Теперь, когда вопрос в какой-то мере поляризовался, необходимо держать целое в голове. Сколько мы сейчас говорим о тех, кто не носит маски, и сколько о тех, кто их все-таки носит? Опять-таки из исследований известно, что люди следуют примеру друг друга и таким образом постоянное выделение тех, кто не носит маски, оказывает популяризации масок медвежью услугу.

Чтобы ношение масок стало социальной нормой и принесло эпидемиологическую пользу, далеко не все до последнего должны их носить. Достаточно, если это будет делать большинство, что ограничит распространение эпидемии и сделает неношение маски социально неудобным.

С моей точки зрения, если кто-то хочет терпеть это неудобство в своей жизни и это поможет ему утолить какую-то жажду, это не большая проблема.

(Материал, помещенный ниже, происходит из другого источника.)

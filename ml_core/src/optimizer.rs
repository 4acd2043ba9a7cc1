use ndarray::Zip;
use serde::{Deserialize, Serialize};

use crate::{
    tensor::{scalar, OptState, Params, Tensor},
    MlError, Result,
};

/// A gradient transformation that produces new parameters and new buffers.
///
/// Optimizers are pure: the buffers live in an [`OptState`] owned by the training
/// state, so they travel with it across strategies.
#[derive(Debug, Clone, Copy, PartialEq, Serialize, Deserialize)]
#[serde(rename_all = "snake_case", tag = "type")]
pub enum Optimizer {
    GradientDescent {
        learning_rate: f32,
    },
    GradientDescentWithMomentum {
        learning_rate: f32,
        momentum: f32,
    },
    Adam {
        learning_rate: f32,
        beta1: f32,
        beta2: f32,
        epsilon: f32,
    },
}

impl Optimizer {
    pub fn gradient_descent(learning_rate: f32) -> Self {
        Self::GradientDescent { learning_rate }
    }

    pub fn gradient_descent_with_momentum(learning_rate: f32, momentum: f32) -> Self {
        Self::GradientDescentWithMomentum {
            learning_rate,
            momentum,
        }
    }

    /// Creates an `Adam` optimizer with the usual defaults for `beta1`, `beta2` and `epsilon`.
    pub fn adam(learning_rate: f32) -> Self {
        Self::Adam {
            learning_rate,
            beta1: 0.9,
            beta2: 0.999,
            epsilon: 1e-8,
        }
    }

    pub fn learning_rate(&self) -> f32 {
        match *self {
            Optimizer::GradientDescent { learning_rate }
            | Optimizer::GradientDescentWithMomentum { learning_rate, .. }
            | Optimizer::Adam { learning_rate, .. } => learning_rate,
        }
    }

    /// Creates the initial buffers for `params`.
    ///
    /// # Returns
    /// Zeroed `velocity/<name>` buffers for momentum, zeroed `mu/<name>` and `nu/<name>`
    /// buffers plus the `beta1_t`/`beta2_t` decay products for Adam, nothing otherwise.
    pub fn init(&self, params: &Params) -> OptState {
        match self {
            Optimizer::GradientDescent { .. } => OptState::new(),
            Optimizer::GradientDescentWithMomentum { .. } => zeroed(params, "velocity").collect(),
            Optimizer::Adam { .. } => zeroed(params, "mu")
                .chain(zeroed(params, "nu"))
                .chain([
                    ("beta1_t".to_string(), scalar(1.0)),
                    ("beta2_t".to_string(), scalar(1.0)),
                ])
                .collect(),
        }
    }

    /// Applies one optimization step.
    ///
    /// # Arguments
    /// * `grads` - Gradient of the objective, with the names and shapes of `params`.
    /// * `opt_state` - Buffers created by [`Optimizer::init`] or a previous update.
    /// * `params` - Current parameters.
    ///
    /// # Returns
    /// The updated parameters and buffers.
    ///
    /// # Errors
    /// Returns `MlError::MissingField`, `MlError::SizeMismatch` or `MlError::ShapeMismatch`
    /// if `grads` or `opt_state` do not match `params`.
    pub fn update(
        &self,
        grads: &Params,
        opt_state: &OptState,
        params: &Params,
    ) -> Result<(Params, OptState)> {
        match *self {
            Optimizer::GradientDescent { learning_rate: lr } => {
                let params = params.zip_map(grads, |p, g| p - &(g * lr))?;
                Ok((params, opt_state.clone()))
            }
            Optimizer::GradientDescentWithMomentum {
                learning_rate: lr,
                momentum: mu,
            } => {
                // validates names and shapes before touching any buffer
                params.zip_map(grads, |p, _| p.clone())?;

                let mut new_params = Params::new();
                let mut new_state = OptState::new();
                for (name, p) in params {
                    let g = grads.require(name)?;
                    let key = format!("velocity/{name}");
                    let mut v = buffer(opt_state, &key, p)?.clone();
                    let mut p = p.clone();

                    Zip::from(&mut p).and(&mut v).and(g).for_each(|p, v, &g| {
                        *v = (mu * *v) + g;
                        *p -= lr * *v;
                    });

                    new_params.insert(name.clone(), p);
                    new_state.insert(key, v);
                }
                Ok((new_params, new_state))
            }
            Optimizer::Adam {
                learning_rate: lr,
                beta1: b1,
                beta2: b2,
                epsilon: eps,
            } => {
                params.zip_map(grads, |p, _| p.clone())?;

                let beta1_t = decay(opt_state, "beta1_t")? * b1;
                let beta2_t = decay(opt_state, "beta2_t")? * b2;
                let bc1 = 1. - beta1_t;
                let bc2 = 1. - beta2_t;
                let step_size = lr * (bc2.sqrt() / bc1);

                let mut new_params = Params::new();
                let mut new_state = OptState::new()
                    .with("beta1_t", scalar(beta1_t))
                    .with("beta2_t", scalar(beta2_t));

                for (name, p) in params {
                    let g = grads.require(name)?;
                    let mu_key = format!("mu/{name}");
                    let nu_key = format!("nu/{name}");
                    let mut m = buffer(opt_state, &mu_key, p)?.clone();
                    let mut s = buffer(opt_state, &nu_key, p)?.clone();
                    let mut p = p.clone();

                    Zip::from(&mut p)
                        .and(&mut m)
                        .and(&mut s)
                        .and(g)
                        .for_each(|p, m, s, &g| {
                            *m = b1 * *m + (1. - b1) * g;
                            *s = b2 * *s + (1. - b2) * g.powi(2);
                            *p -= step_size * *m / (s.sqrt() + eps);
                        });

                    new_params.insert(name.clone(), p);
                    new_state.insert(mu_key, m);
                    new_state.insert(nu_key, s);
                }
                Ok((new_params, new_state))
            }
        }
    }
}

/// A zeroed buffer named `<prefix>/<name>` for every parameter.
fn zeroed<'a>(params: &'a Params, prefix: &'a str) -> impl Iterator<Item = (String, Tensor)> + 'a {
    params
        .iter()
        .map(move |(name, p)| (format!("{prefix}/{name}"), Tensor::zeros(p.raw_dim())))
}

fn buffer<'a>(opt_state: &'a OptState, key: &str, like: &Tensor) -> Result<&'a Tensor> {
    let buf = opt_state.require(key)?;
    if buf.shape() != like.shape() {
        return Err(MlError::ShapeMismatch {
            what: key.to_string(),
            got: buf.shape().to_vec(),
            expected: like.shape().to_vec(),
        });
    }
    Ok(buf)
}

fn decay(opt_state: &OptState, key: &str) -> Result<f32> {
    let t = opt_state.require(key)?;
    crate::tensor::item(t).ok_or_else(|| MlError::ShapeMismatch {
        what: key.to_string(),
        got: t.shape().to_vec(),
        expected: vec![],
    })
}
use std::sync::Arc;

use crate::{logs::Logs, progress::Elapsed, tensor::Batch, Result};

/// Values shared with every step call of a loop, such as its progress.
pub type Broadcasts = Elapsed;

/// Compile-time configuration of a step call. Part of the cache signature of compiling
/// strategies, so changing it forces a retrace.
pub type Statics = serde_json::Value;

/// The standard calling convention every step is adapted to.
///
/// Takes the state, the optional batch, broadcasts and statics, and returns the step's
/// logs alongside the new state.
pub type StepFn<S> =
    Arc<dyn Fn(S, Option<Batch>, Option<Broadcasts>, Option<Statics>) -> Result<(Logs, S)> + Send + Sync>;

/// Wraps a closure into a [`StepFn`].
pub fn step_fn<S, F>(f: F) -> StepFn<S>
where
    F: Fn(S, Option<Batch>, Option<Broadcasts>, Option<Statics>) -> Result<(Logs, S)>
        + Send
        + Sync
        + 'static,
{
    Arc::new(f)
}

- С ними больше нельзя ничего поделать?

- Именно, и, может быть, не стоит об этом и беспокоиться. Чем меньше заставлять людей выбирать какой-то определенный лагерь, тем больше будет тех, кто в какой-то момент потихоньку начнет менять свое поведение. Как и сейчас есть люди, которые говорят, что не наденут маску, например, в театре, но согласны надеть ее в магазине. Социальные нормы или неписаные правила на самом деле устанавливаются с течением какого-то времени. Такие вещи, которым мы по умолчанию следуем и о которых не задумываемся. В основном это происходит по примеру других и часто  достаточно небольшого большинства, чтобы установить манеру поведения в каком-то пространстве. Мы очень надеемся, что вопрос масок на самом деле встает на место.